* _PROMPT_
Search the listing below for the word "Failed" and copy each line that holds it.

* _SUPPLIED MATERIAL_
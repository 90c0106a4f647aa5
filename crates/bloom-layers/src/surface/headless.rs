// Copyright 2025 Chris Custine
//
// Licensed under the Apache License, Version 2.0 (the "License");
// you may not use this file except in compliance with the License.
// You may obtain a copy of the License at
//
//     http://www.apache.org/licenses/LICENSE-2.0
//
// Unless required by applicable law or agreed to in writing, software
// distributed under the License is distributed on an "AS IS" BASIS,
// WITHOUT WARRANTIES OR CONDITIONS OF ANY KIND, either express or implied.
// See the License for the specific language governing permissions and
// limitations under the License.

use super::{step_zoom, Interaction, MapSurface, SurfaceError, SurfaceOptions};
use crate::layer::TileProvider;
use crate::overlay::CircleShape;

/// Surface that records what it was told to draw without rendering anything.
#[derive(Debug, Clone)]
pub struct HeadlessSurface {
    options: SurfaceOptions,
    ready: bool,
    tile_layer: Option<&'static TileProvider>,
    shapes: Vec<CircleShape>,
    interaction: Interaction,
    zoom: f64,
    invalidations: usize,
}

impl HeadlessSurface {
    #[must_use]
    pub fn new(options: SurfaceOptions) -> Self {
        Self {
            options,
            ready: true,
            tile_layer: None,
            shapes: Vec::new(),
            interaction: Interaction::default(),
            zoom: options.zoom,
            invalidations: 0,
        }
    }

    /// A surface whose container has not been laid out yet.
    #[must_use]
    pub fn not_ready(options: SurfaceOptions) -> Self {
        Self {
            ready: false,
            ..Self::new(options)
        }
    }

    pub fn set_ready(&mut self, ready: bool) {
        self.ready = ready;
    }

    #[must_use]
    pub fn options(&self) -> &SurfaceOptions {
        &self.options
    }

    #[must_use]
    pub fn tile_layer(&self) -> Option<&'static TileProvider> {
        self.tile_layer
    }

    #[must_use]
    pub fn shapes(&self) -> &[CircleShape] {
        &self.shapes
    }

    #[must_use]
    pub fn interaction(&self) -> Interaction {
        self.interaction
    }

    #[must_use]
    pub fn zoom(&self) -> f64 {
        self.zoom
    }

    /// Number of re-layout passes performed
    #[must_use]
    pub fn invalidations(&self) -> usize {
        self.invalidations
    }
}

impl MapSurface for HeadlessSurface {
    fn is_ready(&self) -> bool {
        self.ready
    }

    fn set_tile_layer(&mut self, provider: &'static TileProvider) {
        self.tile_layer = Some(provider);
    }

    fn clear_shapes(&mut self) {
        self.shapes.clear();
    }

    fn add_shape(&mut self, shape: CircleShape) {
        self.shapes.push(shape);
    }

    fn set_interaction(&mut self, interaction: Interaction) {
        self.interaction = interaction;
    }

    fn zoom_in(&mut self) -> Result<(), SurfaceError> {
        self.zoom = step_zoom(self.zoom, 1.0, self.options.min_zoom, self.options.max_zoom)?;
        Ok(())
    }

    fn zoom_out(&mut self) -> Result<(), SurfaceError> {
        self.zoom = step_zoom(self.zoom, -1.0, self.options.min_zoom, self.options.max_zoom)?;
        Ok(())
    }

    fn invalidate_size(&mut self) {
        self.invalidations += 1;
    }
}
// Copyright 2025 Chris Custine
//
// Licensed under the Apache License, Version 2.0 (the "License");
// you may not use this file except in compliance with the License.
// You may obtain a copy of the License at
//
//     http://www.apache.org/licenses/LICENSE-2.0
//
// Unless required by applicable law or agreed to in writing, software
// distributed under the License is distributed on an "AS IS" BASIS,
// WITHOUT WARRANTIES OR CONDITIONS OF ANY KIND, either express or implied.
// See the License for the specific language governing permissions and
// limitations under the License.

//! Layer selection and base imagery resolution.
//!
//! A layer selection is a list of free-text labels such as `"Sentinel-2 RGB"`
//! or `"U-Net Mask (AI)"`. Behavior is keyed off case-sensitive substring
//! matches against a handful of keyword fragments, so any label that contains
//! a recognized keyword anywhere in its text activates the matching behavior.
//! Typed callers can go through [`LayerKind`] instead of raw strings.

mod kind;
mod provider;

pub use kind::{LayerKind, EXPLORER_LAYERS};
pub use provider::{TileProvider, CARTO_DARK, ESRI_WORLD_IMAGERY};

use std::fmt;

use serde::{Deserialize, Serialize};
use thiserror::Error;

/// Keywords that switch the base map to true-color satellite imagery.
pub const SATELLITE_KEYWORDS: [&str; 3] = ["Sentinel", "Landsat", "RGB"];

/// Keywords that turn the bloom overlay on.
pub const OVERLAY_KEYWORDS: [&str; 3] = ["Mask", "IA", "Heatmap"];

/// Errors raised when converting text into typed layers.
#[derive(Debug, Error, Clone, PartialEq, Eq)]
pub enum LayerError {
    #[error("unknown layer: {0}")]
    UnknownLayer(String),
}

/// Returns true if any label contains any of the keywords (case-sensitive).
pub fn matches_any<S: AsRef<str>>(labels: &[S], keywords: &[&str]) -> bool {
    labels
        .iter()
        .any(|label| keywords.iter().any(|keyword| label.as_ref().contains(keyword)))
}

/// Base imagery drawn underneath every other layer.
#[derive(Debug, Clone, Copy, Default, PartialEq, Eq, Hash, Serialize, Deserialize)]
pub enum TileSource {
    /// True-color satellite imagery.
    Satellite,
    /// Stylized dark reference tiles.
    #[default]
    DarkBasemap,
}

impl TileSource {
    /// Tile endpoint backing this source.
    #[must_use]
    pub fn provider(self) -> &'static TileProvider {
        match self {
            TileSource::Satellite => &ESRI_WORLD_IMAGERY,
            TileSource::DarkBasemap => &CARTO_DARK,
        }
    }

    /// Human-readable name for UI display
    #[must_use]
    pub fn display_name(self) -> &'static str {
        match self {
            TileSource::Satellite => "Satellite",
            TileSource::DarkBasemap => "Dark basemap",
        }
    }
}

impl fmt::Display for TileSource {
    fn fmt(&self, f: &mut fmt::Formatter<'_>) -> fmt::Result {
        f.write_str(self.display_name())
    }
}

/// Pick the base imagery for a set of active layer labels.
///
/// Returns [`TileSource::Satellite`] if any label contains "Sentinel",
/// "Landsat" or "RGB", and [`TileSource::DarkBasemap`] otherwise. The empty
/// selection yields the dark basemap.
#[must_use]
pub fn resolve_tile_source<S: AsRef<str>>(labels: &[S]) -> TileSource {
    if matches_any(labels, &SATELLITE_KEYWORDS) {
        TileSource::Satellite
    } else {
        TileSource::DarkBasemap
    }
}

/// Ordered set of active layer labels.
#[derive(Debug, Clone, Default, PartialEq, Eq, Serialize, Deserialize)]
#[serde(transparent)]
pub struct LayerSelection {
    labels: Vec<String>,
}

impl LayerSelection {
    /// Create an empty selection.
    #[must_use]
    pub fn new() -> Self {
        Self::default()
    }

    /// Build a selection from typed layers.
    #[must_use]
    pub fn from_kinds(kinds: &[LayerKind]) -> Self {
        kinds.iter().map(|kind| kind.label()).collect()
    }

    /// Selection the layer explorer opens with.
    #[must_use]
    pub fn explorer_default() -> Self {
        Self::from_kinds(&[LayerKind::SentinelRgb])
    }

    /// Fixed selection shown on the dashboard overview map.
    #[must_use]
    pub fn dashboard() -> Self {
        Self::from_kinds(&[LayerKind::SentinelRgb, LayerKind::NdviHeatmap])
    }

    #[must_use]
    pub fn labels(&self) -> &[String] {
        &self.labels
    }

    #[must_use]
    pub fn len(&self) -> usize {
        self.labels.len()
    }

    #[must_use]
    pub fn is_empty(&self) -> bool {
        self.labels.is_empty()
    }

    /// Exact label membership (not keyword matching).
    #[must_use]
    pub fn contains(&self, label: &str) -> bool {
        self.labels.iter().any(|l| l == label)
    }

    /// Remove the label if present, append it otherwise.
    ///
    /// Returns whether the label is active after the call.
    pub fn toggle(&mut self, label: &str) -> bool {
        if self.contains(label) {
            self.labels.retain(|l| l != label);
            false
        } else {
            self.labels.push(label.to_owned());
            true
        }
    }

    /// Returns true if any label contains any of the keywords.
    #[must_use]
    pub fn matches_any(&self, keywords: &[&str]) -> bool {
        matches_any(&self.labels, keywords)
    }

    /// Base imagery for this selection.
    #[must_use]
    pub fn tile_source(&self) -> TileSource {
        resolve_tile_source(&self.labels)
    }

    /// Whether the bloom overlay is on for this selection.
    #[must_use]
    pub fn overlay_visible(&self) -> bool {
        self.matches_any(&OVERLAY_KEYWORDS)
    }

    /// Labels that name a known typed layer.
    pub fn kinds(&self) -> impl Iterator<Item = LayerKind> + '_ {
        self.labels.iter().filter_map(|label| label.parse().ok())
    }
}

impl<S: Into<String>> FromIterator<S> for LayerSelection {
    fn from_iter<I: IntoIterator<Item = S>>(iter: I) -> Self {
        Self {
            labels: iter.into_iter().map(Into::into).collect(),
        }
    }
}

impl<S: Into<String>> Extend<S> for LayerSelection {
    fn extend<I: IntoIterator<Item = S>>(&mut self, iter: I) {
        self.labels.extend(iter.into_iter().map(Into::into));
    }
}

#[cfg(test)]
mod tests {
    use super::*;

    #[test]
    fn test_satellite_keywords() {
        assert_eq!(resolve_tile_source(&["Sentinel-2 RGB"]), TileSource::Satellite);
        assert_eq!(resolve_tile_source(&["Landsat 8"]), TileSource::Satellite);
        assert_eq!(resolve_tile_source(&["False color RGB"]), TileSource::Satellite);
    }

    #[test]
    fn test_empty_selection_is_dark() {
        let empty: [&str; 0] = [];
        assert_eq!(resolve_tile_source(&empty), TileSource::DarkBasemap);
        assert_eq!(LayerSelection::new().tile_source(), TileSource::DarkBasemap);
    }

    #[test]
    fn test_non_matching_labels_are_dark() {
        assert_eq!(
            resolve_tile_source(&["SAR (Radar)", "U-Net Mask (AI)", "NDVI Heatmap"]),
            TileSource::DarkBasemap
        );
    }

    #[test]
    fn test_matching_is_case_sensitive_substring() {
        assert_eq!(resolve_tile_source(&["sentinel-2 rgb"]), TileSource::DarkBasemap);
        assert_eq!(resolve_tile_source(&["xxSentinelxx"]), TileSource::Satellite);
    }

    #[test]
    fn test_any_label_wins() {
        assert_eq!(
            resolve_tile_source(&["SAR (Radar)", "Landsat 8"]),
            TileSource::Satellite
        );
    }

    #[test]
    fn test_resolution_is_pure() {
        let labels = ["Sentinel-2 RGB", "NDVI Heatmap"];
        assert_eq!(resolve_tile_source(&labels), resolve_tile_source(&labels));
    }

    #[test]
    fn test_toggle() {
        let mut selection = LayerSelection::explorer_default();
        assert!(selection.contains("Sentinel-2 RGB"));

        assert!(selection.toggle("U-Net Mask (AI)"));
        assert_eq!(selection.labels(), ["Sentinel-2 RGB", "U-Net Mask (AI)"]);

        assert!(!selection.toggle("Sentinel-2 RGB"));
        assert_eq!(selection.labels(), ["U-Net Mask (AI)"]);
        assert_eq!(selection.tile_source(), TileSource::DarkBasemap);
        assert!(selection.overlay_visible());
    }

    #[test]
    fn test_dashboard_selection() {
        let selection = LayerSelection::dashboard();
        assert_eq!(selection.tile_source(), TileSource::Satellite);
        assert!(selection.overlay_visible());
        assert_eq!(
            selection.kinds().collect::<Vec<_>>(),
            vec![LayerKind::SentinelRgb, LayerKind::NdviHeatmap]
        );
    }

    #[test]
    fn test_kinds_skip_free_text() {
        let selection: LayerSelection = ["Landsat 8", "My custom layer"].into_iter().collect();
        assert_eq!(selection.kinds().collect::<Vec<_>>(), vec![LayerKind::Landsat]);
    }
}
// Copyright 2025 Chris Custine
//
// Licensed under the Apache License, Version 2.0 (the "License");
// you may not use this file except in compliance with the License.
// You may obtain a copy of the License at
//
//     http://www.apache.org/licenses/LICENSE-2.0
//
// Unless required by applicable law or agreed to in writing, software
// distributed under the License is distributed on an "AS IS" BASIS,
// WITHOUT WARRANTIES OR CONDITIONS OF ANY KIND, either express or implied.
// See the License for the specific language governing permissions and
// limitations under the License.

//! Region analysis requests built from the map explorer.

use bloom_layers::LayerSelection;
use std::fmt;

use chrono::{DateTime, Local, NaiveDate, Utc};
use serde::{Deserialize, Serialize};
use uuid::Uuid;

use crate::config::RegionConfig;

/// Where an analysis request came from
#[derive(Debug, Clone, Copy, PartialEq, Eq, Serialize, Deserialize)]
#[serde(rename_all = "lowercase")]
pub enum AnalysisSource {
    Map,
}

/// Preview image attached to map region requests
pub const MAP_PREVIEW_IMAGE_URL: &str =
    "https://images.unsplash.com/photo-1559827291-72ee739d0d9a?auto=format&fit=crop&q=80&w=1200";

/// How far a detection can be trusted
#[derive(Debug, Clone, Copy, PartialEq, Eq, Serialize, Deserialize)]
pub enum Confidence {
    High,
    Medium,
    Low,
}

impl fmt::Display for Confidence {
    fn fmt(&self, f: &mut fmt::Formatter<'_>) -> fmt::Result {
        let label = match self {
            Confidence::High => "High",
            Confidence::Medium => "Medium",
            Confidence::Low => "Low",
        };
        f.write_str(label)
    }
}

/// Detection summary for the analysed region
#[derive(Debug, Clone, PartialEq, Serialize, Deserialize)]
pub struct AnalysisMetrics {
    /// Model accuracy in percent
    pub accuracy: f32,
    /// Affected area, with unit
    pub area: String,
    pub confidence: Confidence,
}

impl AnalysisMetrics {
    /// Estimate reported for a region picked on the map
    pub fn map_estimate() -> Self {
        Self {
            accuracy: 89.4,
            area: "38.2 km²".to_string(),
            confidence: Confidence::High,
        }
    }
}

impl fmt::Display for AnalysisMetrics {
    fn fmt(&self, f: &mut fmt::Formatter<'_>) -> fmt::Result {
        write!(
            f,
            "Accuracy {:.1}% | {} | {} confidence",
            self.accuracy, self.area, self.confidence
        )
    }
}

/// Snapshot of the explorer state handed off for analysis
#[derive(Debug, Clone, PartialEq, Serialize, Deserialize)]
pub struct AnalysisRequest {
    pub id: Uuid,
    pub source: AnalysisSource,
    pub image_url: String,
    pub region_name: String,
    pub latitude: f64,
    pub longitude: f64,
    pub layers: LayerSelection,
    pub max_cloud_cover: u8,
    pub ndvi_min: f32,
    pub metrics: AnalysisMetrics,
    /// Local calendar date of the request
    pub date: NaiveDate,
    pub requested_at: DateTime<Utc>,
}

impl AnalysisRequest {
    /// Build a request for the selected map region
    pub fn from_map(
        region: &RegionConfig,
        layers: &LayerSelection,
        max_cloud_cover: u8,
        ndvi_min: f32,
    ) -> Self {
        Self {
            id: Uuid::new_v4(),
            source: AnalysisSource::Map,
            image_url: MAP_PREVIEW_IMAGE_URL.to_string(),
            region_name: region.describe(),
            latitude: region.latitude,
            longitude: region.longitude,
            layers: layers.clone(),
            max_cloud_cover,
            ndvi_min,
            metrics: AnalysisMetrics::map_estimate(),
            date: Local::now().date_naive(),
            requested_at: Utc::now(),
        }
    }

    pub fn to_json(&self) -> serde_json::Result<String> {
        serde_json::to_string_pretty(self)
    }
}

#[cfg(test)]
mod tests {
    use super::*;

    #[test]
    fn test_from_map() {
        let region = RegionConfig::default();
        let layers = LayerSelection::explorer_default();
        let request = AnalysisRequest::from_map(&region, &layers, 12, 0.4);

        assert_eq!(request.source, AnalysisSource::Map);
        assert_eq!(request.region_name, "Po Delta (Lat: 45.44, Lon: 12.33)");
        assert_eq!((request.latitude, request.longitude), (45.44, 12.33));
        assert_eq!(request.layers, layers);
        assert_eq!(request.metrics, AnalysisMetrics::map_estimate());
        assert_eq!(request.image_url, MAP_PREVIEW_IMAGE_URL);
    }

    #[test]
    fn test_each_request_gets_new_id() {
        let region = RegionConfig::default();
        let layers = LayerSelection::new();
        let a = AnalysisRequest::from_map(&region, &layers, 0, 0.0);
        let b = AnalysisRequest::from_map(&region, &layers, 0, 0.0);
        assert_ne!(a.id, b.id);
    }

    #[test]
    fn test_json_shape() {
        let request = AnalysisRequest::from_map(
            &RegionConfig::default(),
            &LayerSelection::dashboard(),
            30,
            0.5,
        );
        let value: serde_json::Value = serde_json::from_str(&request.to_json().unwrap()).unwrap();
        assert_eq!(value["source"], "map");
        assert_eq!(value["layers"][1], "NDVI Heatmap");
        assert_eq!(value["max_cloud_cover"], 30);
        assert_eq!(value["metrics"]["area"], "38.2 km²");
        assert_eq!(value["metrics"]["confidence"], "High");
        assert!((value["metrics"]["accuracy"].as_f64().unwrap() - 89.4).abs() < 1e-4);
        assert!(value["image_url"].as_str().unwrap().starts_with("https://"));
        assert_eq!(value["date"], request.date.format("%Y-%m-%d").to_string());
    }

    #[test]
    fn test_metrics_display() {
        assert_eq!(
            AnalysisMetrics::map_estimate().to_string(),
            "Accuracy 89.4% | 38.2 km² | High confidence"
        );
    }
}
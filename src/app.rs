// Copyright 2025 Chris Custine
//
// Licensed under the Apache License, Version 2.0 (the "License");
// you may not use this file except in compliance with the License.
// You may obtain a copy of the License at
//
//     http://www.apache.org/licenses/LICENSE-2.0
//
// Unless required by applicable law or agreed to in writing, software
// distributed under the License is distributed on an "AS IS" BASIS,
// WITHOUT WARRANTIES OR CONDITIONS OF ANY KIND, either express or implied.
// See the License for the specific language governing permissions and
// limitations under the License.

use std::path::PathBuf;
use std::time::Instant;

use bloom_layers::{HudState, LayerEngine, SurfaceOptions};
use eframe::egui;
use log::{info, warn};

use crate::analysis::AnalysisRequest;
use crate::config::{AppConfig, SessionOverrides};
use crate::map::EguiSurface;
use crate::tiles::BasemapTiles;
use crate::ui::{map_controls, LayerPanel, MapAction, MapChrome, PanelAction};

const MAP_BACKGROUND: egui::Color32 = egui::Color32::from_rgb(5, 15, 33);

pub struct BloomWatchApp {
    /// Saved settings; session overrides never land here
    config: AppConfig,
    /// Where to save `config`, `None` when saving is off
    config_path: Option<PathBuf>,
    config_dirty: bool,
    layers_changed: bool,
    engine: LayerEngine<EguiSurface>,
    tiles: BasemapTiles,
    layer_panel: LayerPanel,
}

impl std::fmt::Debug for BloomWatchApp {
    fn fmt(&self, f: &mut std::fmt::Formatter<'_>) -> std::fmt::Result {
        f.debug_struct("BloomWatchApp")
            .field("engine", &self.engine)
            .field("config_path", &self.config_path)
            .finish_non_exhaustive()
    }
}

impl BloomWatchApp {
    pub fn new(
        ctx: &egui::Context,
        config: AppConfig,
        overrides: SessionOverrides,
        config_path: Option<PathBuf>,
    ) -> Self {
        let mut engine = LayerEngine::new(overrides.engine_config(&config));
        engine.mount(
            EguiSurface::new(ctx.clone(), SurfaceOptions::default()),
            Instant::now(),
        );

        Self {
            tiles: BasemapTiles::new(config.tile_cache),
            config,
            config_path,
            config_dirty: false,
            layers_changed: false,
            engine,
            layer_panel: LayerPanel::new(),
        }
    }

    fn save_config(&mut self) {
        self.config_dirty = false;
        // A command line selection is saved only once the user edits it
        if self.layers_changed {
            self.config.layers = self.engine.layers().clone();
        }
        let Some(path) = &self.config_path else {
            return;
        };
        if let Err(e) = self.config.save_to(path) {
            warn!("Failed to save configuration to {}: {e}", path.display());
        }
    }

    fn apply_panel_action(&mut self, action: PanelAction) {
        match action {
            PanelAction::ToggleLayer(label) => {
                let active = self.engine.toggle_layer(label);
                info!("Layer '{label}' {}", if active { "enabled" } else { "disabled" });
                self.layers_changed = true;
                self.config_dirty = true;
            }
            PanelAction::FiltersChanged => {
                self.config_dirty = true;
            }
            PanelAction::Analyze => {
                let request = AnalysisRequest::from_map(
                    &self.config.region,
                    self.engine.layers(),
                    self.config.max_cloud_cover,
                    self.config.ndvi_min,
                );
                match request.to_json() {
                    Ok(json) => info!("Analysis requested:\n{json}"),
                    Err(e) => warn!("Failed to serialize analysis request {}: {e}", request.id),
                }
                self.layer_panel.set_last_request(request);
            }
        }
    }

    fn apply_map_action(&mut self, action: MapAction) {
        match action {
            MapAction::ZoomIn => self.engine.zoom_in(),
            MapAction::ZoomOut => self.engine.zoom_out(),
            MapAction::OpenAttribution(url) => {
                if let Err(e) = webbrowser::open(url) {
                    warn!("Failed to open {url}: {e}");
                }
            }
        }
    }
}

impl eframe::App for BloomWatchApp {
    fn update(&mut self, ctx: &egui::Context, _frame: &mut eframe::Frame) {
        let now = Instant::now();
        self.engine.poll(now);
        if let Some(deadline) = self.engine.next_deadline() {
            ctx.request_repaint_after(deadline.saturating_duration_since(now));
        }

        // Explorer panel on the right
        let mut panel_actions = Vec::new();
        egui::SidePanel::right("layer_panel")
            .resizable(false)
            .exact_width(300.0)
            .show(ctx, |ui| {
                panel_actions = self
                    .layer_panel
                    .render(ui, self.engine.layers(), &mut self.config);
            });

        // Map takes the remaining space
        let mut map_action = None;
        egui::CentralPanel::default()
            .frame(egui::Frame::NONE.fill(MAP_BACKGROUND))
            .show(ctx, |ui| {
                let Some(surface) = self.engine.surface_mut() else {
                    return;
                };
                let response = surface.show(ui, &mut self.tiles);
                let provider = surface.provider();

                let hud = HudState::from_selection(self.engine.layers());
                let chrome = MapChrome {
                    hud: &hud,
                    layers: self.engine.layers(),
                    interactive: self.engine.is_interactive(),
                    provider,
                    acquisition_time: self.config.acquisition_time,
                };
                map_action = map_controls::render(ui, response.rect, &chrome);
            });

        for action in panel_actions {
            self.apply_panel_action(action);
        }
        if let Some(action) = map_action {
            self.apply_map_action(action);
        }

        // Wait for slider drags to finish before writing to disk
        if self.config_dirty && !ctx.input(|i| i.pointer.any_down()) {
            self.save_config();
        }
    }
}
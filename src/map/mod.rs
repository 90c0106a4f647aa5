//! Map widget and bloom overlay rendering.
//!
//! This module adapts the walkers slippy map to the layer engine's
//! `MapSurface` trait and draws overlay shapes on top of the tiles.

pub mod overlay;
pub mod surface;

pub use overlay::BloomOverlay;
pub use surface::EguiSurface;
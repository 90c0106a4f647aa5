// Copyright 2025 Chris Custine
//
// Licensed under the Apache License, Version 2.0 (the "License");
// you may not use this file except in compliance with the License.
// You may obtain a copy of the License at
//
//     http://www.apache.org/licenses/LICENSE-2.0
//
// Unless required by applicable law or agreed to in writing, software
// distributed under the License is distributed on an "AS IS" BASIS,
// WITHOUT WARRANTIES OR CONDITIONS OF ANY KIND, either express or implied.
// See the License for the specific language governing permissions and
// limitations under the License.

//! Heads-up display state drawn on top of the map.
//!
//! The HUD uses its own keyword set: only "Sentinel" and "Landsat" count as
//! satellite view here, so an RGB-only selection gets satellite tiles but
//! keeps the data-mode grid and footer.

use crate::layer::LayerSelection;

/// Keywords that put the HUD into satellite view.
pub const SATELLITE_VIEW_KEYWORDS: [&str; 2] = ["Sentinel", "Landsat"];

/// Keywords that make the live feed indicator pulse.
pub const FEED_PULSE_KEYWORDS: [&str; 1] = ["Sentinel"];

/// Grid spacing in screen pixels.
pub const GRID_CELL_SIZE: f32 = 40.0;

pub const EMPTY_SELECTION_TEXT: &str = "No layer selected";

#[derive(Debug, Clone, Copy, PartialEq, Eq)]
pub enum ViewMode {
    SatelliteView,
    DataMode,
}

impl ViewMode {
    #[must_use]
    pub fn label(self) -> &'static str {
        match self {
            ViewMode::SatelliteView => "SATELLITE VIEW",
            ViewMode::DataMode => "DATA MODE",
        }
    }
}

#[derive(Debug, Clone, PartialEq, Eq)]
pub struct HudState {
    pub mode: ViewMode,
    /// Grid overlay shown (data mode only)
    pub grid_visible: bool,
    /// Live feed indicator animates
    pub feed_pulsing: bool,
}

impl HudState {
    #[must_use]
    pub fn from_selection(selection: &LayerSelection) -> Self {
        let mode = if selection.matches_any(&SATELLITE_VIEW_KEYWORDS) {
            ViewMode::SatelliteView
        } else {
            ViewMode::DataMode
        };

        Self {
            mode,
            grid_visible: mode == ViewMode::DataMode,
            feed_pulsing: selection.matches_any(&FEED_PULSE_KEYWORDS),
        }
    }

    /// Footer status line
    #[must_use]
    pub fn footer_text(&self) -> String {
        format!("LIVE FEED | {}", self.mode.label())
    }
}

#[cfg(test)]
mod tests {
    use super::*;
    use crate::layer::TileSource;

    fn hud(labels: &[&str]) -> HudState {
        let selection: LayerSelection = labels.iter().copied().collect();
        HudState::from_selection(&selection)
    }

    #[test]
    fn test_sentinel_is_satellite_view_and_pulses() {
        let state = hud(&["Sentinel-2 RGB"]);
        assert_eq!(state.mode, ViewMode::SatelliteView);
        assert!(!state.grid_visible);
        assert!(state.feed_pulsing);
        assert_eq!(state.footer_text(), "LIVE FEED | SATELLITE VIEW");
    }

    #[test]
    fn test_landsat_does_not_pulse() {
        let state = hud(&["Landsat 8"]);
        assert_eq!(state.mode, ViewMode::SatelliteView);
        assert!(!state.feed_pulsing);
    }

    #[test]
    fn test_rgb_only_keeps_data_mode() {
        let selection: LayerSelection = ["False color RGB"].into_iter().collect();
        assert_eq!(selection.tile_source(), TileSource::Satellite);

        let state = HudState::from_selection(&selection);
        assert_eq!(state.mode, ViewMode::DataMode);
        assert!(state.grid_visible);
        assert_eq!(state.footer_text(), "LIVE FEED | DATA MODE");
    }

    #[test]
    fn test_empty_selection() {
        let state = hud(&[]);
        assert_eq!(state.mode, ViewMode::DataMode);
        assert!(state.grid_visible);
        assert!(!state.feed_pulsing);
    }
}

* _RESULT OF THIS EXERCISE_
            warn!("Failed to save configuration to {}: {e}", path.display());
                    Err(e) => warn!("Failed to serialize analysis request {}: {e}", request.id),
                    warn!("Failed to open {url}: {e}");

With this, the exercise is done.